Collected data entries

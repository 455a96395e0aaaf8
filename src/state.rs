//! The user's current selection, as an explicit value.
//!
//! Aggregation never reads selection state on its own: callers pass a
//! [`ViewState`] in. Query-string conversion happens only at the edges,
//! via [`ViewState::from_query`] on entry and [`ViewState::to_query`] on
//! change.

use crate::aggregate::SliceOutcome;
use crate::types::MetricFilter;
use crate::util::{date_key, parse_date_safe};
use chrono::NaiveDate;
use reqwest::Url;
use serde::{Deserialize, Serialize};

/// Base used to parse bare query strings; only the query part matters.
const QUERY_BASE: &str = "http://localhost/";

#[derive(Debug, Clone, Default, PartialEq, Eq, Serialize, Deserialize)]
pub struct ViewState {
    pub date: Option<NaiveDate>,
    pub metric: MetricFilter,
    /// Hovered or pinned region on the current map.
    pub region: Option<String>,
    /// Province whose city map is shown; `None` for the national map.
    pub province: Option<String>,
}

impl ViewState {
    /// Read a selection from a query string such as
    /// `?date=2020-01-25&filter=deceased&province=湖北`.
    ///
    /// Missing or malformed values keep their defaults.
    pub fn from_query(query: &str) -> Self {
        let mut state = Self::default();
        state.apply_query(query);
        state
    }

    /// Overlay the values present in `query` onto this state.
    ///
    /// Keys that are absent, empty or unparsable leave the current value
    /// alone, so a state seeded from settings keeps those settings.
    pub fn apply_query(&mut self, query: &str) {
        let query = query.trim_start_matches('?');
        let Ok(mut url) = Url::parse(QUERY_BASE) else {
            return;
        };
        url.set_query(Some(query));

        for (key, value) in url.query_pairs() {
            let value = value.trim();
            if value.is_empty() {
                continue;
            }
            match key.as_ref() {
                "date" => {
                    if let Some(date) = parse_date_safe(Some(value)) {
                        self.date = Some(date);
                    }
                }
                "filter" => {
                    if let Ok(metric) = value.parse() {
                        self.metric = metric;
                    }
                }
                "region" => self.region = Some(value.to_string()),
                "province" => self.province = Some(value.to_string()),
                _ => {}
            }
        }
    }

    /// Write the selection back as a query string (without the `?`).
    pub fn to_query(&self) -> String {
        let Ok(mut url) = Url::parse(QUERY_BASE) else {
            return String::new();
        };
        {
            let mut pairs = url.query_pairs_mut();
            if let Some(date) = self.date {
                pairs.append_pair("date", &date_key(date));
            }
            pairs.append_pair("filter", self.metric.as_ref());
            if let Some(province) = &self.province {
                pairs.append_pair("province", province);
            }
            if let Some(region) = &self.region {
                pairs.append_pair("region", region);
            }
        }
        url.query().unwrap_or_default().to_string()
    }

    /// Move the date selection to the date the aggregator actually used.
    /// Returns whether the state changed.
    pub fn reconcile(&mut self, outcome: &SliceOutcome) -> bool {
        if outcome.corrected && outcome.effective_date != self.date {
            self.date = outcome.effective_date;
            return true;
        }
        false
    }
}
//! Date slicing and per-region grouping.
//!
//! Records are grouped by calendar date, one date is selected, and that
//! date's records are keyed by [`RegionKey`]. All groupings preserve the
//! order in which keys were first seen in the source.

use crate::region::{normalize_region_name, RegionKey};
use crate::types::RegionObservation;
use crate::util::date_key;
use chrono::NaiveDate;
use std::collections::{BTreeSet, HashMap};

/// Records grouped by observation date, in first-seen date order.
#[derive(Debug, Default)]
pub struct DateGroups<'a> {
    groups: Vec<(NaiveDate, Vec<&'a RegionObservation>)>,
    index: HashMap<String, usize>,
}

impl<'a> DateGroups<'a> {
    pub fn get(&self, date: NaiveDate) -> Option<&[&'a RegionObservation]> {
        self.index
            .get(&date_key(date))
            .map(|&i| self.groups[i].1.as_slice())
    }

    /// The first date in insertion order.
    pub fn first(&self) -> Option<(NaiveDate, &[&'a RegionObservation])> {
        self.groups.first().map(|(d, recs)| (*d, recs.as_slice()))
    }

    pub fn dates(&self) -> impl Iterator<Item = NaiveDate> + '_ {
        self.groups.iter().map(|(d, _)| *d)
    }

    pub fn len(&self) -> usize {
        self.groups.len()
    }

    pub fn is_empty(&self) -> bool {
        self.groups.is_empty()
    }
}

pub fn group_by_date(records: &[RegionObservation]) -> DateGroups<'_> {
    let mut out = DateGroups::default();
    for r in records {
        let key = date_key(r.observed_date);
        let idx = *out.index.entry(key).or_insert_with(|| {
            out.groups.push((r.observed_date, Vec::new()));
            out.groups.len() - 1
        });
        out.groups[idx].1.push(r);
    }
    out
}

/// One date's observations keyed by region, in first-seen order.
///
/// Holds at most one observation per key. When two observations share a
/// key the first one inserted is kept; the feed lists the newest update
/// for a day first.
#[derive(Debug, Clone, Default, PartialEq, Eq)]
pub struct DateSlice {
    entries: Vec<(RegionKey, RegionObservation)>,
    index: HashMap<RegionKey, usize>,
}

impl DateSlice {
    pub fn new() -> Self {
        Self::default()
    }

    /// Insert unless the key is already present. Returns whether the
    /// observation was stored.
    pub fn insert(&mut self, key: RegionKey, obs: RegionObservation) -> bool {
        if self.index.contains_key(&key) {
            return false;
        }
        self.index.insert(key.clone(), self.entries.len());
        self.entries.push((key, obs));
        true
    }

    pub fn get(&self, key: &RegionKey) -> Option<&RegionObservation> {
        self.index.get(key).map(|&i| &self.entries[i].1)
    }

    pub fn iter(&self) -> impl Iterator<Item = (&RegionKey, &RegionObservation)> {
        self.entries.iter().map(|(k, v)| (k, v))
    }

    pub fn values(&self) -> impl Iterator<Item = &RegionObservation> {
        self.entries.iter().map(|(_, v)| v)
    }

    pub fn len(&self) -> usize {
        self.entries.len()
    }

    pub fn is_empty(&self) -> bool {
        self.entries.is_empty()
    }

    /// Observations back out of the slice, in key order of first insertion.
    pub fn flatten(&self) -> Vec<RegionObservation> {
        self.values().cloned().collect()
    }
}

impl<'a> FromIterator<&'a RegionObservation> for DateSlice {
    fn from_iter<I: IntoIterator<Item = &'a RegionObservation>>(iter: I) -> Self {
        let mut slice = Self::new();
        for obs in iter {
            slice.insert(normalize_region_name(&obs.region_name), obs.clone());
        }
        slice
    }
}

/// Result of selecting a date.
#[derive(Debug, Clone, Default, PartialEq, Eq)]
pub struct SliceOutcome {
    pub slice: DateSlice,
    /// The date the slice belongs to; `None` only for an empty dataset.
    pub effective_date: Option<NaiveDate>,
    /// Set when the requested date was absent and another date was used.
    /// Callers must move their date selection to `effective_date`.
    pub corrected: bool,
}

/// Select the requested date's records and key them by region.
///
/// When the requested date (or no date) has no records, the first date in
/// source order is used instead and the outcome is flagged as corrected.
pub fn slice_and_group_by_region(
    records: &[RegionObservation],
    requested: Option<NaiveDate>,
) -> SliceOutcome {
    let by_date = group_by_date(records);

    if let Some(date) = requested {
        if let Some(group) = by_date.get(date) {
            return SliceOutcome {
                slice: group.iter().copied().collect(),
                effective_date: Some(date),
                corrected: false,
            };
        }
    }

    let Some((fallback, group)) = by_date.first() else {
        return SliceOutcome::default();
    };
    match requested {
        Some(date) => log::warn!("no data for {date}, switching to {fallback}"),
        None => log::debug!("no date requested, using {fallback}"),
    }
    SliceOutcome {
        slice: group.iter().copied().collect(),
        effective_date: Some(fallback),
        corrected: true,
    }
}

/// Distinct observation dates, ascending.
pub fn available_dates(records: &[RegionObservation]) -> Vec<NaiveDate> {
    records
        .iter()
        .map(|r| r.observed_date)
        .collect::<BTreeSet<_>>()
        .into_iter()
        .collect()
}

> YOUR GOAL
The output should be a character-exact copy of all entries.

> ANSWER SPACE
repository 455a96395e0aaaf8
filename src/state.rs
//! The user's current selection, as an explicit value.
//!
//! Aggregation never reads selection state on its own: callers pass a
//! [`ViewState`] in. Query-string conversion happens only at the edges,
//! via [`ViewState::from_query`] on entry and [`ViewState::to_query`] on
//! change.

use crate::aggregate::SliceOutcome;
use crate::types::MetricFilter;
use crate::util::{date_key, parse_date_safe};
use chrono::NaiveDate;
use reqwest::Url;
use serde::{Deserialize, Serialize};

/// Base used to parse bare query strings; only the query part matters.
const QUERY_BASE: &str = "http://localhost/";

#[derive(Debug, Clone, Default, PartialEq, Eq, Serialize, Deserialize)]
pub struct ViewState {
    pub date: Option<NaiveDate>,
    pub metric: MetricFilter,
    /// Hovered or pinned region on the current map.
    pub region: Option<String>,
    /// Province whose city map is shown; `None` for the national map.
    pub province: Option<String>,
}

impl ViewState {
    /// Read a selection from a query string such as
    /// `?date=2020-01-25&filter=deceased&province=湖北`.
    ///
    /// Missing or malformed values keep their defaults.
    pub fn from_query(query: &str) -> Self {
        let mut state = Self::default();
        state.apply_query(query);
        state
    }

    /// Overlay the values present in `query` onto this state.
    ///
    /// Keys that are absent, empty or unparsable leave the current value
    /// alone, so a state seeded from settings keeps those settings.
    pub fn apply_query(&mut self, query: &str) {
        let query = query.trim_start_matches('?');
        let Ok(mut url) = Url::parse(QUERY_BASE) else {
            return;
        };
        url.set_query(Some(query));

        for (key, value) in url.query_pairs() {
            let value = value.trim();
            if value.is_empty() {
                continue;
            }
            match key.as_ref() {
                "date" => {
                    if let Some(date) = parse_date_safe(Some(value)) {
                        self.date = Some(date);
                    }
                }
                "filter" => {
                    if let Ok(metric) = value.parse() {
                        self.metric = metric;
                    }
                }
                "region" => self.region = Some(value.to_string()),
                "province" => self.province = Some(value.to_string()),
                _ => {}
            }
        }
    }

    /// Write the selection back as a query string (without the `?`).
    pub fn to_query(&self) -> String {
        let Ok(mut url) = Url::parse(QUERY_BASE) else {
            return String::new();
        };
        {
            let mut pairs = url.query_pairs_mut();
            if let Some(date) = self.date {
                pairs.append_pair("date", &date_key(date));
            }
            pairs.append_pair("filter", self.metric.as_ref());
            if let Some(province) = &self.province {
                pairs.append_pair("province", province);
            }
            if let Some(region) = &self.region {
                pairs.append_pair("region", region);
            }
        }
        url.query().unwrap_or_default().to_string()
    }

    /// Move the date selection to the date the aggregator actually used.
    /// Returns whether the state changed.
    pub fn reconcile(&mut self, outcome: &SliceOutcome) -> bool {
        if outcome.corrected && outcome.effective_date != self.date {
            self.date = outcome.effective_date;
            return true;
        }
        false
    }
}
//! Date slicing and per-region grouping.
//!
//! Records are grouped by calendar date, one date is selected, and that
//! date's records are keyed by [`RegionKey`]. All groupings preserve the
//! order in which keys were first seen in the source.

use crate::region::{normalize_region_name, RegionKey};
use crate::types::RegionObservation;
use crate::util::date_key;
use chrono::NaiveDate;
use std::collections::{BTreeSet, HashMap};

/// Records grouped by observation date, in first-seen date order.
#[derive(Debug, Default)]
pub struct DateGroups<'a> {
    groups: Vec<(NaiveDate, Vec<&'a RegionObservation>)>,
    index: HashMap<String, usize>,
}

impl<'a> DateGroups<'a> {
    pub fn get(&self, date: NaiveDate) -> Option<&[&'a RegionObservation]> {
        self.index
            .get(&date_key(date))
            .map(|&i| self.groups[i].1.as_slice())
    }

    /// The first date in insertion order.
    pub fn first(&self) -> Option<(NaiveDate, &[&'a RegionObservation])> {
        self.groups.first().map(|(d, recs)| (*d, recs.as_slice()))
    }

    pub fn dates(&self) -> impl Iterator<Item = NaiveDate> + '_ {
        self.groups.iter().map(|(d, _)| *d)
    }

    pub fn len(&self) -> usize {
        self.groups.len()
    }

    pub fn is_empty(&self) -> bool {
        self.groups.is_empty()
    }
}

pub fn group_by_date(records: &[RegionObservation]) -> DateGroups<'_> {
    let mut out = DateGroups::default();
    for r in records {
        let key = date_key(r.observed_date);
        let idx = *out.index.entry(key).or_insert_with(|| {
            out.groups.push((r.observed_date, Vec::new()));
            out.groups.len() - 1
        });
        out.groups[idx].1.push(r);
    }
    out
}

/// One date's observations keyed by region, in first-seen order.
///
/// Holds at most one observation per key. When two observations share a
/// key the first one inserted is kept; the feed lists the newest update
/// for a day first.
#[derive(Debug, Clone, Default, PartialEq, Eq)]
pub struct DateSlice {
    entries: Vec<(RegionKey, RegionObservation)>,
    index: HashMap<RegionKey, usize>,
}

impl DateSlice {
    pub fn new() -> Self {
        Self::default()
    }

    /// Insert unless the key is already present. Returns whether the
    /// observation was stored.
    pub fn insert(&mut self, key: RegionKey, obs: RegionObservation) -> bool {
        if self.index.contains_key(&key) {
            return false;
        }
        self.index.insert(key.clone(), self.entries.len());
        self.entries.push((key, obs));
        true
    }

    pub fn get(&self, key: &RegionKey) -> Option<&RegionObservation> {
        self.index.get(key).map(|&i| &self.entries[i].1)
    }

    pub fn iter(&self) -> impl Iterator<Item = (&RegionKey, &RegionObservation)> {
        self.entries.iter().map(|(k, v)| (k, v))
    }

    pub fn values(&self) -> impl Iterator<Item = &RegionObservation> {
        self.entries.iter().map(|(_, v)| v)
    }

    pub fn len(&self) -> usize {
        self.entries.len()
    }

    pub fn is_empty(&self) -> bool {
        self.entries.is_empty()
    }

    /// Observations back out of the slice, in key order of first insertion.
    pub fn flatten(&self) -> Vec<RegionObservation> {
        self.values().cloned().collect()
    }
}

impl<'a> FromIterator<&'a RegionObservation> for DateSlice {
    fn from_iter<I: IntoIterator<Item = &'a RegionObservation>>(iter: I) -> Self {
        let mut slice = Self::new();
        for obs in iter {
            slice.insert(normalize_region_name(&obs.region_name), obs.clone());
        }
        slice
    }
}

/// Result of selecting a date.
#[derive(Debug, Clone, Default, PartialEq, Eq)]
pub struct SliceOutcome {
    pub slice: DateSlice,
    /// The date the slice belongs to; `None` only for an empty dataset.
    pub effective_date: Option<NaiveDate>,
    /// Set when the requested date was absent and another date was used.
    /// Callers must move their date selection to `effective_date`.
    pub corrected: bool,
}

/// Select the requested date's records and key them by region.
///
/// When the requested date (or no date) has no records, the first date in
/// source order is used instead and the outcome is flagged as corrected.
pub fn slice_and_group_by_region(
    records: &[RegionObservation],
    requested: Option<NaiveDate>,
) -> SliceOutcome {
    let by_date = group_by_date(records);

    if let Some(date) = requested {
        if let Some(group) = by_date.get(date) {
            return SliceOutcome {
                slice: group.iter().copied().collect(),
                effective_date: Some(date),
                corrected: false,
            };
        }
    }

    let Some((fallback, group)) = by_date.first() else {
        return SliceOutcome::default();
    };
    match requested {
        Some(date) => log::warn!("no data for {date}, switching to {fallback}"),
        None => log::debug!("no date requested, using {fallback}"),
    }
    SliceOutcome {
        slice: group.iter().copied().collect(),
        effective_date: Some(fallback),
        corrected: true,
    }
}

/// Distinct observation dates, ascending.
pub fn available_dates(records: &[RegionObservation]) -> Vec<NaiveDate> {
    records
        .iter()
        .map(|r| r.observed_date)
        .collect::<BTreeSet<_>>()
        .into_iter()
        .collect()
}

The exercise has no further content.